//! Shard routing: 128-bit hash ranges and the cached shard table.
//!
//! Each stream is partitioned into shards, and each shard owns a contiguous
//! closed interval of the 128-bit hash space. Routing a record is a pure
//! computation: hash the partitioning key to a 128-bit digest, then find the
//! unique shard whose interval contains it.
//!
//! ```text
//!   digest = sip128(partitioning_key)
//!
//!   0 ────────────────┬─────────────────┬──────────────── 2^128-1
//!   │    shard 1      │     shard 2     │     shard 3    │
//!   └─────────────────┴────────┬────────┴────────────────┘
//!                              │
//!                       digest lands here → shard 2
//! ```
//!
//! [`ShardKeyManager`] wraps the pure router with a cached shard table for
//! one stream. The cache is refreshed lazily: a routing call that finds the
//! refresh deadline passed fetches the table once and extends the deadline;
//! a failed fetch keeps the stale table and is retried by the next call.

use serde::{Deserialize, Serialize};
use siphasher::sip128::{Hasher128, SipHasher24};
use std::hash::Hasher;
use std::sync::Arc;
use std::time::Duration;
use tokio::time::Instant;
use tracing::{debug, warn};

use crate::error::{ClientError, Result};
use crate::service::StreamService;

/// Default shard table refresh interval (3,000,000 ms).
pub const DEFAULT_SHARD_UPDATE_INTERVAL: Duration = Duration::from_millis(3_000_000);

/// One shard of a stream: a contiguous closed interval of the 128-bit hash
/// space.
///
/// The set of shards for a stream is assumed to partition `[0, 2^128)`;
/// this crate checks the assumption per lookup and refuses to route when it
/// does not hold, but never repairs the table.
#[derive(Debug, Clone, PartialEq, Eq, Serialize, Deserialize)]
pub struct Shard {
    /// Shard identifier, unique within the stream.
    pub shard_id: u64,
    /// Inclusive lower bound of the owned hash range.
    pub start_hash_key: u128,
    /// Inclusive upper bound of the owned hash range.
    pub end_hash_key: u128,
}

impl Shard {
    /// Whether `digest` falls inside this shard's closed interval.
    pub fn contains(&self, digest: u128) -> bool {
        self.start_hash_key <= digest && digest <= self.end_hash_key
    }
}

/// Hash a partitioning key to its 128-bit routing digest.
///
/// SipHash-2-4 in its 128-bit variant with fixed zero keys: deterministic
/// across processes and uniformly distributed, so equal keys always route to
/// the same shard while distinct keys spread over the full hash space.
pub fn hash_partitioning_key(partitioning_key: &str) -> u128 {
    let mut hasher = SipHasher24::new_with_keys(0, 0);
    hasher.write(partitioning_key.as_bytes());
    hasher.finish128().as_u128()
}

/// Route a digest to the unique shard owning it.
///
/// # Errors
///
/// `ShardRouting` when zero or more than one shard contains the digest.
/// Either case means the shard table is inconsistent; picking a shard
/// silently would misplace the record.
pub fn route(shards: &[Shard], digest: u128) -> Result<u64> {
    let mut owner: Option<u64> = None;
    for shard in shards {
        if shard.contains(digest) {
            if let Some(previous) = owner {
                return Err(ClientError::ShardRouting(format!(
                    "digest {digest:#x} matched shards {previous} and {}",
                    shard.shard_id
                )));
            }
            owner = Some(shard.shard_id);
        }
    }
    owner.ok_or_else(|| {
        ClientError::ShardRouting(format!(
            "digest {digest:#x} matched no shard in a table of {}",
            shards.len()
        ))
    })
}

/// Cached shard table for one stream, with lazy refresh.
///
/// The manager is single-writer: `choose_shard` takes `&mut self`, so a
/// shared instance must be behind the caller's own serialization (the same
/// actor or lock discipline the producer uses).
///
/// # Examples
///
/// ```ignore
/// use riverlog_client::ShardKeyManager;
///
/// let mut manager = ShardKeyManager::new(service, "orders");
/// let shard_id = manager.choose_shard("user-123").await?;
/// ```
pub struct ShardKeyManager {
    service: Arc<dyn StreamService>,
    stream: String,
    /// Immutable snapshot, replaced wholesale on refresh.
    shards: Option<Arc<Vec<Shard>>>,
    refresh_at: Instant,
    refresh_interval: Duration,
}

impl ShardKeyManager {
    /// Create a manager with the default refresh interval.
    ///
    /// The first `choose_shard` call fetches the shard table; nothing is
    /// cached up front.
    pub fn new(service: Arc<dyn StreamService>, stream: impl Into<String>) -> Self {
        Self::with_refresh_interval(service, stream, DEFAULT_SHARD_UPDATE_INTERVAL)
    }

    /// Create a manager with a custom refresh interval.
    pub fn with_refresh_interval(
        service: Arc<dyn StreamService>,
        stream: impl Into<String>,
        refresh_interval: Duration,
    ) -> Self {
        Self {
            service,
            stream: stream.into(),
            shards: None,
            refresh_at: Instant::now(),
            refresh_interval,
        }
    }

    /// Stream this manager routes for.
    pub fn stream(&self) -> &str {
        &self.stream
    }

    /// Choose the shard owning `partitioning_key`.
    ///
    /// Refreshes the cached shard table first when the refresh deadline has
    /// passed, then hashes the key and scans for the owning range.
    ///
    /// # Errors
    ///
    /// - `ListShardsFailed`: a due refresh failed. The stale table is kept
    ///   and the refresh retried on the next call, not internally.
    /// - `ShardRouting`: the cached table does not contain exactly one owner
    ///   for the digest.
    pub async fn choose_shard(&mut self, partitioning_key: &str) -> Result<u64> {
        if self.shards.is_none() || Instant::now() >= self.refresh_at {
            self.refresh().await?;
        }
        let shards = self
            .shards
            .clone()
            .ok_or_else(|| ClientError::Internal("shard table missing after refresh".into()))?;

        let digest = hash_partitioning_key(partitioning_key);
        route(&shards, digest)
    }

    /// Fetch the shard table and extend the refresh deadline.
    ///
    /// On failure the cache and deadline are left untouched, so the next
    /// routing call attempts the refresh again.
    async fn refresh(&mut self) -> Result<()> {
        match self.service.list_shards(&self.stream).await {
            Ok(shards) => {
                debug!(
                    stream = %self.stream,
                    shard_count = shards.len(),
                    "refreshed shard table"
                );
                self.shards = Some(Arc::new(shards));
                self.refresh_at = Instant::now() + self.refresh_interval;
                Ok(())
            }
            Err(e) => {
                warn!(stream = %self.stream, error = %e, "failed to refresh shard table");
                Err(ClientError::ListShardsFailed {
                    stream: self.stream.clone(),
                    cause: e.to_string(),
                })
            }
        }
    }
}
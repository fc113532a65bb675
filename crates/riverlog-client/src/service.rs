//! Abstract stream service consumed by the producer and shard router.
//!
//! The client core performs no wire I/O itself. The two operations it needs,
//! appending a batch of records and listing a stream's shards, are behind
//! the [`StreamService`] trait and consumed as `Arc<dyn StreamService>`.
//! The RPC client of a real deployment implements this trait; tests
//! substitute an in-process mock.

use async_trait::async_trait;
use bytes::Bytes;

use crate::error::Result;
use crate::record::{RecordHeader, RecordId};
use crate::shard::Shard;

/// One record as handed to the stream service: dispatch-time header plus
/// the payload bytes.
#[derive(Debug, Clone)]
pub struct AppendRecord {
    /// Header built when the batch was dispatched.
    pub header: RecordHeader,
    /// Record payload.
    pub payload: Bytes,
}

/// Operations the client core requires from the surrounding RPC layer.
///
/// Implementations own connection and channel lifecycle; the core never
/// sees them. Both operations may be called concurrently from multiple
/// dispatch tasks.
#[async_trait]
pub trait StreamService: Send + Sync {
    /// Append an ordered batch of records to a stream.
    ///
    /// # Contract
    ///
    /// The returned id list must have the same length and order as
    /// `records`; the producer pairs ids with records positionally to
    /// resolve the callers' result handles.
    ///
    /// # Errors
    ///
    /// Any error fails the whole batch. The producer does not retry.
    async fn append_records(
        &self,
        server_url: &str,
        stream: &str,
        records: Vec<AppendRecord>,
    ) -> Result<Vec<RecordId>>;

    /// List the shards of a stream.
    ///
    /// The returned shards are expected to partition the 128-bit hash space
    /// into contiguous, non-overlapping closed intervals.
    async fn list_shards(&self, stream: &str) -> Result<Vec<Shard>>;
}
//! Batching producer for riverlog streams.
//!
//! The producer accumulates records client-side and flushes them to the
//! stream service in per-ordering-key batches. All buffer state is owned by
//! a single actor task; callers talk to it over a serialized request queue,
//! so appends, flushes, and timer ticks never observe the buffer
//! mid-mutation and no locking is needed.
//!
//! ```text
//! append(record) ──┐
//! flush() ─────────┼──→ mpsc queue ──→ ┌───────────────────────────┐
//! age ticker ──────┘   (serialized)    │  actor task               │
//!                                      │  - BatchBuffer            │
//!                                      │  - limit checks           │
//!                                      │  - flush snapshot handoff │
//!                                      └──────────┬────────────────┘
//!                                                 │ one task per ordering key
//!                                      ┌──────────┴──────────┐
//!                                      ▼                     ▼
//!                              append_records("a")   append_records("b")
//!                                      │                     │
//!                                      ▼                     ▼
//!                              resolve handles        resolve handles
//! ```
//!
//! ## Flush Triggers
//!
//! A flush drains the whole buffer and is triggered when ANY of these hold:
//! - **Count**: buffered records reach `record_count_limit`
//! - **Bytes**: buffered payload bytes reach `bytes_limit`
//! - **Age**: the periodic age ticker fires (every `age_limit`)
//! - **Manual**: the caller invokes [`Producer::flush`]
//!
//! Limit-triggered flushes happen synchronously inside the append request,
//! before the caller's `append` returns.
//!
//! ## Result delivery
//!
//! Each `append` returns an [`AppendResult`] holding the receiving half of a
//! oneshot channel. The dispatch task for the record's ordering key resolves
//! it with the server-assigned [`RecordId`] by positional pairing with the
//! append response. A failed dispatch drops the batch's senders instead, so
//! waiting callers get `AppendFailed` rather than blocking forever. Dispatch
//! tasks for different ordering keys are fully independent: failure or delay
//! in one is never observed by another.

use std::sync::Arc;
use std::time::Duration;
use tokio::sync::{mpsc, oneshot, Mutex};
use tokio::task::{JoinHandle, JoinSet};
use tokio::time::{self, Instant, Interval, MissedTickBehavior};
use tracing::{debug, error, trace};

Problem description. Return all lines in the data that include the word "matched".

Answer.
                    "digest {digest:#x} matched shards {previous} and {}",
            "digest {digest:#x} matched no shard in a table of {}",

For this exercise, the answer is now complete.